私の商船高専時代の卒業研究は海難事故の統計をまとめることだったのだけれど、
海難事故の多くは「見張り不十分」がからんでいる。専門用語で「視界制限状態」
と言う視界不良の状態では当直の人数を増やすことが肝要、と言うのが常道である。

しかし、乗組員が5名や7名の省力化が進んだ船で見張りを増員することは現実的に
難しいのだ。なぜなら、航行中の船舶は通常3交代の当直体制を組んでおり、しかも
事故を起こした当該船舶のような内航(国内航路)の船では当直1名で3交代するのが
ギリギリの乗員しか乗せていないからだ。視界50メートルの濃霧でも「通常運航」
と判断して当直1名で動かさないと、まともな休息も取れないだろうことは容易に
想像できる。それを支援するためのレーダーであり、自動衝突予防援助装置なのだが
それを扱う人間があくまでも1人であり、これ以上の人数の増員は事実上望めない、
と言うところに根本的な問題があるのだ。これが外航(外国航路)の大型船なら
船長が常にスペアとして待機しているので、視界制限状態の時はためらいなく呼ぶことが
できるのだが、乗員の少ない内航船で同じことができるはずもない。辛いけれど、
どうすることもできないのか、と思う。

話は変わる。
コンビニで『海猿』と言う漫画を立ち読み。海上保安庁のPSクラスの小型巡視船に
乗る新米の海上保安官が成長していく物語。
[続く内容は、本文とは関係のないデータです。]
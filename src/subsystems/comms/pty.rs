//! PTY (console) channel: reads lines from stdin, runs each through the
//! multi-agent workflow and prints the reply to stdout.
//!
//! Lines starting with `/` are console commands (see [`HELP`]). Runs until
//! the shutdown token is cancelled (Ctrl-C) or stdin is closed.

use std::sync::Arc;

use tokio::io::{AsyncBufReadExt, BufReader};
use tokio_util::sync::CancellationToken;
use tracing::{debug, info, warn};

use super::{Channel, ChannelFuture};
use crate::context::AppContext;
use crate::error::AppError;
use crate::subsystems::memory::{ContextMap, ContextValue};

/// User id for chat turns typed at the console.
pub const CONSOLE_USER: &str = "console";

/// Turns shown by `/history`.
const HISTORY_TURNS: usize = 10;

pub const HELP: &str = "Commands:
  /chat <message>          ask the LLM travel chat
  /prompts [n] [refresh]   suggest example prompts (refresh drops the cache)
  /history                 show recent conversation
  /prefs key=value ...     store preferences (comma-separated values become lists)
  /context                 show stored preferences and travel context
  /export                  print the memory snapshot as JSON
  /clear                   clear the session
  /help                    show this help
Anything else is sent to the travel agents.";

// ── PtyChannel ───────────────────────────────────────────────────────────────

pub struct PtyChannel {
    channel_id: String,
}

impl PtyChannel {
    pub fn new(channel_id: impl Into<String>) -> Self {
        Self { channel_id: channel_id.into() }
    }
}

impl Channel for PtyChannel {
    fn id(&self) -> &str {
        &self.channel_id
    }

    fn run(self: Box<Self>, ctx: Arc<AppContext>, shutdown: CancellationToken) -> ChannelFuture {
        Box::pin(run_pty(self.channel_id, ctx, shutdown))
    }
}

// ── run_pty ──────────────────────────────────────────────────────────────────

async fn run_pty(channel_id: String, ctx: Arc<AppContext>, shutdown: CancellationToken) -> Result<(), AppError> {
    info!(%channel_id, "pty channel started");
    println!("─────────────────────────────────────────");
    println!(" {} travel assistant  (Ctrl-C to quit)", ctx.config.app_name);
    println!(" Type /help for commands");
    println!("─────────────────────────────────────────");

    let stdin = tokio::io::stdin();
    let mut lines = BufReader::new(stdin).lines();

    loop {
        print!("> ");
        use std::io::Write as _;
        let _ = std::io::stdout().flush();

        tokio::select! {
            biased;

            _ = shutdown.cancelled() => {
                println!();
                info!(%channel_id, "pty channel shutting down");
                break;
            }

            line = lines.next_line() => {
                match line {
                    Err(e) => {
                        warn!("pty read error: {e}");
                        break;
                    }
                    Ok(None) => {
                        info!("pty stdin closed");
                        break;
                    }
                    Ok(Some(input)) => {
                        let input = input.trim();
                        if input.is_empty() { continue; }
                        debug!(%input, "pty received line");
                        println!("{}\n", handle_line(&ctx, input).await);
                    }
                }
            }
        }
    }

    Ok(())
}

// ── Line handling ────────────────────────────────────────────────────────────

/// Handle one console line and return the text to print.
pub async fn handle_line(ctx: &AppContext, input: &str) -> String {
    let Some(command) = input.strip_prefix('/') else {
        let mut memory = ctx.memory.lock().await;
        return ctx.orchestrator.handle_multi_agent_workflow(&mut memory, input).display_text();
    };

    let (name, args) = command.split_once(char::is_whitespace).unwrap_or((command, ""));
    let args = args.trim();

    match name {
        "help" => HELP.to_string(),
        "chat" => chat(ctx, args).await,
        "prompts" => prompts(ctx, args).await,
        "history" => {
            let memory = ctx.memory.lock().await;
            let turns = memory.recent_conversation(HISTORY_TURNS);
            if turns.is_empty() {
                return "No conversation yet.".to_string();
            }
            turns
                .iter()
                .map(|t| match &t.agent {
                    Some(agent) => format!("[{}] {} ({agent}): {}", t.timestamp.format("%H:%M"), t.role, t.message),
                    None => format!("[{}] {}: {}", t.timestamp.format("%H:%M"), t.role, t.message),
                })
                .collect::<Vec<_>>()
                .join("\n")
        }
        "prefs" => {
            let prefs = parse_preferences(args);
            if prefs.is_empty() {
                return "Usage: /prefs key=value [key=value ...]".to_string();
            }
            let mut memory = ctx.memory.lock().await;
            ctx.orchestrator.update_user_preferences(&mut memory, &prefs);
            memory.user_preferences_context()
        }
        "context" => {
            let memory = ctx.memory.lock().await;
            format!("{}\n\n{}", memory.user_preferences_context(), memory.travel_context_summary())
        }
        "export" => match ctx.memory.lock().await.export_json() {
            Ok(json) => json,
            Err(e) => format!("Export failed: {e}"),
        },
        "clear" => {
            ctx.orchestrator.clear_session(&mut *ctx.memory.lock().await);
            #[cfg(feature = "subsystem-llm")]
            {
                if let Some(chat) = &ctx.chat {
                    chat.clear_conversation(CONSOLE_USER).await;
                }
            }
            "Session cleared.".to_string()
        }
        other => format!("Unknown command: /{other}. Type /help for the list."),
    }
}

#[cfg(feature = "subsystem-llm")]
async fn chat(ctx: &AppContext, message: &str) -> String {
    if message.is_empty() {
        return "Usage: /chat <message>".to_string();
    }
    match &ctx.chat {
        Some(chat) => chat.handle_message(message, CONSOLE_USER).await,
        None => "LLM chat is not configured (set LLM_API_KEY).".to_string(),
    }
}

#[cfg(not(feature = "subsystem-llm"))]
async fn chat(_ctx: &AppContext, _message: &str) -> String {
    "LLM chat is not available in this build.".to_string()
}

/// `/prompts [n] [refresh]`. Stored preferences, when any, shape the list.
#[cfg(feature = "subsystem-llm")]
async fn prompts(ctx: &AppContext, args: &str) -> String {
    use crate::subsystems::prompts::{MAX_PROMPTS, PromptCategory};

    let Some(fetcher) = &ctx.prompts else {
        return "Prompt suggestions are not configured.".to_string();
    };
    let mut count = ctx.config.prompts.default_count;
    let mut refresh = false;
    for arg in args.split_whitespace() {
        match arg {
            "refresh" => refresh = true,
            n => count = n.parse().unwrap_or(count),
        }
    }
    let count = count.min(MAX_PROMPTS);
    let preferences = ctx.memory.lock().await.user_preferences().clone();

    let mut fetcher = fetcher.lock().await;
    if refresh {
        fetcher.refresh_cache();
    }
    let prompts = if preferences.is_empty() {
        fetcher.fetch_travel_prompts(count, PromptCategory::General.as_str()).await
    } else {
        fetcher.contextual_prompts(&preferences, count).await
    };
    if prompts.is_empty() {
        return "No prompt suggestions available.".to_string();
    }
    prompts
        .iter()
        .enumerate()
        .map(|(i, p)| format!("{}. {p}", i + 1))
        .collect::<Vec<_>>()
        .join("\n")
}

#[cfg(not(feature = "subsystem-llm"))]
async fn prompts(_ctx: &AppContext, _args: &str) -> String {
    "Prompt suggestions are not available in this build.".to_string()
}

/// Parse `key=value` pairs. Integers and booleans keep their type, values
/// with commas become lists; tokens without `=` are ignored.
pub fn parse_preferences(args: &str) -> ContextMap {
    let mut prefs = ContextMap::new();
    for (key, value) in args.split_whitespace().filter_map(|pair| pair.split_once('=')) {
        if key.is_empty() || value.is_empty() {
            continue;
        }
        let value = if let Ok(n) = value.parse::<i64>() {
            ContextValue::Int(n)
        } else if let Ok(b) = value.parse::<bool>() {
            ContextValue::Bool(b)
        } else if value.contains(',') {
            ContextValue::List(
                value.split(',').map(str::trim).filter(|s| !s.is_empty()).map(str::to_string).collect(),
            )
        } else {
            ContextValue::Str(value.to_string())
        };
        prefs.set(key, value);
    }
    prefs
}
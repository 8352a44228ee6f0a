//! Comms subsystem: the external I/O channels.
//!
//! Each channel (console, HTTP) implements [`Channel`] and is spawned as an
//! independent task by [`start`]. Channels share the [`AppContext`] and the
//! shutdown token; if one exits with an error the token is cancelled so the
//! others stop too.

#[cfg(feature = "channel-axum")]
pub mod axum_channel;
#[cfg(feature = "channel-pty")]
pub mod pty;

use std::future::Future;
use std::pin::Pin;
use std::sync::Arc;

use tokio::task::{JoinHandle, JoinSet};
use tokio_util::sync::CancellationToken;
use tracing::{debug, error, info};

use crate::context::AppContext;
use crate::error::AppError;

// ── Channel ───────────────────────────────────────────────────────────────────

/// Boxed run-loop returned by [`Channel::run`].
pub type ChannelFuture = Pin<Box<dyn Future<Output = Result<(), AppError>> + Send + 'static>>;

pub trait Channel: Send + 'static {
    /// Stable identifier used in log messages.
    fn id(&self) -> &str;

    /// Consume the channel and return its run-loop. The loop must return
    /// once `shutdown` is cancelled.
    fn run(self: Box<Self>, ctx: Arc<AppContext>, shutdown: CancellationToken) -> ChannelFuture;
}

// ── CommsHandle ───────────────────────────────────────────────────────────────

/// Resolves when every channel has exited.
pub struct CommsHandle {
    inner: JoinHandle<Result<(), AppError>>,
}

impl CommsHandle {
    /// Await all channels and return the first error, if any.
    pub async fn join(self) -> Result<(), AppError> {
        match self.inner.await {
            Ok(r) => r,
            Err(e) => Err(AppError::Comms(format!("comms task panicked: {e}"))),
        }
    }
}

// ── start ─────────────────────────────────────────────────────────────────────

/// Spawn every channel enabled in config. Synchronous: returns as soon as
/// the tasks are spawned.
pub fn start(ctx: Arc<AppContext>, shutdown: CancellationToken) -> CommsHandle {
    let mut channels: Vec<Box<dyn Channel>> = Vec::new();

    #[cfg(feature = "channel-pty")]
    {
        if ctx.config.comms.pty.enabled {
            info!("loading pty channel");
            channels.push(Box::new(pty::PtyChannel::new("pty0")));
        }
    }

    #[cfg(feature = "channel-axum")]
    {
        if ctx.config.comms.http.enabled {
            info!(bind = %ctx.config.comms.http.bind, "loading axum channel");
            channels.push(Box::new(axum_channel::AxumChannel::new(
                "http0",
                ctx.config.comms.http.bind.clone(),
            )));
        }
    }

    if channels.is_empty() {
        info!("no comms channels configured; waiting for shutdown");
    }

    spawn_channels(channels, ctx, shutdown)
}

/// Run each channel on its own task. A failing or panicking channel cancels
/// `shutdown`; the first error is returned once all have drained.
pub fn spawn_channels(
    channels: Vec<Box<dyn Channel>>,
    ctx: Arc<AppContext>,
    shutdown: CancellationToken,
) -> CommsHandle {
    let inner = tokio::spawn(async move {
        let mut set: JoinSet<Result<(), AppError>> = JoinSet::new();
        let idle = channels.is_empty();

        for channel in channels {
            debug!(channel = %channel.id(), "spawning channel");
            set.spawn(channel.run(ctx.clone(), shutdown.clone()));
        }

        if idle {
            shutdown.cancelled().await;
            return Ok(());
        }

        let mut first_err: Option<AppError> = None;
        while let Some(res) = set.join_next().await {
            match res {
                Err(e) => {
                    error!("channel panicked: {e}");
                    shutdown.cancel();
                    first_err.get_or_insert_with(|| AppError::Comms(format!("channel panicked: {e}")));
                }
                Ok(Err(e)) => {
                    error!("channel exited with error: {e}");
                    shutdown.cancel();
                    first_err.get_or_insert(e);
                }
                Ok(Ok(())) => {}
            }
        }

        match first_err {
            Some(e) => Err(e),
            None => Ok(()),
        }
    });

    CommsHandle { inner }
}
沈没寸前の密航船から密航者を救出したり
拳銃密輸の現場を押さえる張り込みの話、あるいは主人公には船を下りたいほどの
トラウマに陥っても助けてくれる女性が出てくるのだが、私だったらもっと違う
結末にするだろうなぁ、と思う。どちらも主人公は命令違反を犯しながらも最後は
任務を成功させるのだが、私ならどちらも任務を失敗に終わらせる結末にするだろう。
私がストーリーを書くならば沈没寸前の密航船から人を救出できないままに沈没させる
だろうし、密輸入もまんまと成功されるだろう、本当に船を下りたいほど悩んだ時に
自分を抱きしめてくれる女性など描かないだろうな、と思うのだ。少なくとも、
私自身が悩んだ時にはそんな人などいなかった。それが現実なのだ。

主人公のような熱血漢の海上保安官なら、私なら一緒に乗りたくない。主人公の身も
毎回危険をさらしているけれど、他の乗組員にとって危険で仕方ないからだ。
例えば、本人達には悪いけれど密航者には他の保安官を危険に巻き込んでまで無理して
助ける義理はない。「密航する」とはそういうことなのだ。彼らに助かる権利などない
と言っていい。私も密航者を処理したことがあるけれど、『海猿』のストーリーは、
私にはすごく似非ヒューマニズムに思えて仕方ないのだ。

私も船に乗っていて事故に遭ったこともあるし、海賊に襲われたことも密航者を
見つけて官警に引き渡したこともある。現地の人にやむを得ず差別的扱いをせざるを
得なかったこともある。でも、それを誰が責められるのだろうか?責める人には
本当に責める権利などあるのだろうか?似非ヒューマニズムで言っているだけなら
私には何の説得力も感じないのだ。